When we describe people as exercising qualities of mind, we are not referring to occult episodes of which their overt acts and utterances are effects; we are referring to those overt acts and utterances themselves.
Ryle admits that his approach to the theory of mind is behavioristic in being opposed to the theory that there are hidden mental processes that are distinct from observable behaviors. His approach is based on the view that actions such as thinking, remembering, feeling, and willing are revealed by modes of behavior or by dispositions to modes of behavior. At the same time, however, he criticizes both Cartesian theory and behaviorist theory for being overly mechanistic. While Cartesian theory may insist that hidden mental events produce the behavioral responses of the conscious individual, behaviorism may insist that stimulus-response mechanisms produce the behavioral responses of the conscious individual. Ryle concludes that both Cartesian theory and behaviorist theory may be too rigid and mechanistic to provide us with an adequate understanding of the concept of mind.
It will also follow that both Idealism and Materialism are answers to an improper question. The 'reduction' of the material world to mental states and processes, as well as the 'reduction' of mental states and processes to physical states and processes, presuppose  the legitimacy of the disjunction 'Either there exist minds or there exist bodies (but not both)'. It would be like saying, 'Either she bought a left-hand and a right-hand glove or she bought a pair of gloves (but not both)'.

Ryle's regress

The consideration of propositions is itself an operation the execution of which can be more or less intelligent, less or more stupid. But if, for any operation to be intelligently executed, a prior theoretical operation had first to be performed and performed intelligently, it would be a logical impossibility for anyone ever to break into the circle.

Variants of Ryle's regress are commonly aimed at cognitivist theories. For instance, in order to explain the behavior of rats, Edward Tolman suggested that the rats were constructing a "cognitive map" that helped them locate reinforcers, and he used intentional terms (e.g., expectancies, purposes, meanings) to describe their behavior. To interpret this Cognitive map, we need a set of cognitive rules and to interpret those cognitive rules, we need another set of rules and so on.

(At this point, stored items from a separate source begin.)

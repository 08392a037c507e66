//! 以广播通道模拟外部传输：只要满足总线协议，处理器无需感知
//! 具体实现即可工作。

use async_trait::async_trait;
use evbus_core::{Context, EventPayload};
use evbus_engine::bus::{EventSink, EventSource};
use evbus_engine::error::{EngineError, EngineResult};
use evbus_engine::handler::{EventHandler, handler_fn};
use evbus_engine::processor::Processor;
use evbus_engine::publisher::Publisher;
use futures_core::stream::BoxStream;
use futures_util::StreamExt;
use serde::{Deserialize, Serialize};
use std::sync::Arc;
use std::sync::atomic::{AtomicUsize, Ordering};
use std::time::Duration;
use tokio::sync::broadcast;
use tokio_stream::wrappers::BroadcastStream;

#[derive(Clone, Serialize, Deserialize)]
struct UserCreated {
    user_id: String,
}

impl EventPayload for UserCreated {}

struct BroadcastBus {
    tx: broadcast::Sender<Vec<u8>>,
}

impl BroadcastBus {
    fn new(capacity: usize) -> Self {
        let (tx, _rx) = broadcast::channel(capacity);
        Self { tx }
    }
}

#[async_trait]
impl EventSink for BroadcastBus {
    async fn publish(&self, _ctx: &Context, bytes: Vec<u8>) -> EngineResult<()> {
        self.tx
            .send(bytes)
            .map(|_| ())
            .map_err(|_| EngineError::bus_closed())
    }
}

#[async_trait]
impl EventSource for BroadcastBus {
    async fn events(&self) -> BoxStream<'static, Vec<u8>> {
        let rx = self.tx.subscribe();
        Box::pin(BroadcastStream::new(rx).filter_map(|item| async move { item.ok() }))
    }
}

async fn wait_until(deadline: Duration, mut cond: impl FnMut() -> bool) -> bool {
    tokio::time::timeout(deadline, async {
        loop {
            if cond() {
                break;
            }
            tokio::time::sleep(Duration::from_millis(10)).await;
        }
    })
    .await
    .is_ok()
}

#[tokio::test(flavor = "multi_thread")]
async fn processor_runs_on_a_foreign_transport() {
    let bus = Arc::new(BroadcastBus::new(64));
    let hits = Arc::new(AtomicUsize::new(0));
    let handler: Arc<dyn EventHandler> = {
        let hits = hits.clone();
        Arc::new(handler_fn(move |_ctx, _payload: UserCreated| {
            let hits = hits.clone();
            async move {
                hits.fetch_add(1, Ordering::SeqCst);
                Ok(())
            }
        }))
    };
    let processor = Arc::new(
        Processor::builder()
            .bus(bus.clone())
            .handlers(vec![handler])
            .build(),
    );

    let run = tokio::spawn(Arc::clone(&processor).start(Context::new()));

    // 广播通道只投递订阅之后的事件，等工作协程完成订阅
    let tx = bus.tx.clone();
    assert!(wait_until(Duration::from_secs(2), || tx.receiver_count() == 1).await);

    let publisher = Publisher::new(bus.clone());
    for i in 0..5 {
        publisher
            .publish(
                &Context::new(),
                &UserCreated {
                    user_id: format!("u-{i}"),
                },
            )
            .await
            .unwrap();
    }

    assert!(wait_until(Duration::from_secs(2), || processor.stats().processed == 5).await);
    assert_eq!(hits.load(Ordering::SeqCst), 5);

    processor.stop().await.unwrap();
    run.await.unwrap().unwrap();
}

Kant's response to Ryle's regress
But of reason one cannot say that before the state in which it determines the power of choice, another state precedes in which this state itself is determined. For since reason itself is not an appearance and is not subject at all to any conditions of sensibility, no temporal sequence takes place in it even as to its causality, and thus the dynamical law of nature, which determines the temporal sequence according to rules, cannot be applied to it.
In essence, Kant is saying that Reason is outside of the causative elements of the natural world and as such is not subject to the law of cause and effect. Hence, for Kant, Reason needs no prior explanation for any of its choices or volitions. Ryle's assumption is that all volitions are physicalistic processes and thus subject to cause and effect. If such is the case, then Ryle would be correct in his regress. However, if some volitions are not subject to cause and effect, per Kant, then Ryle's regress fails. The same as Wittgenstein's solution in saying "Logic Takes care of itself" or in "The propositions of logic describe the scaffolding of the world, or rather they represent it".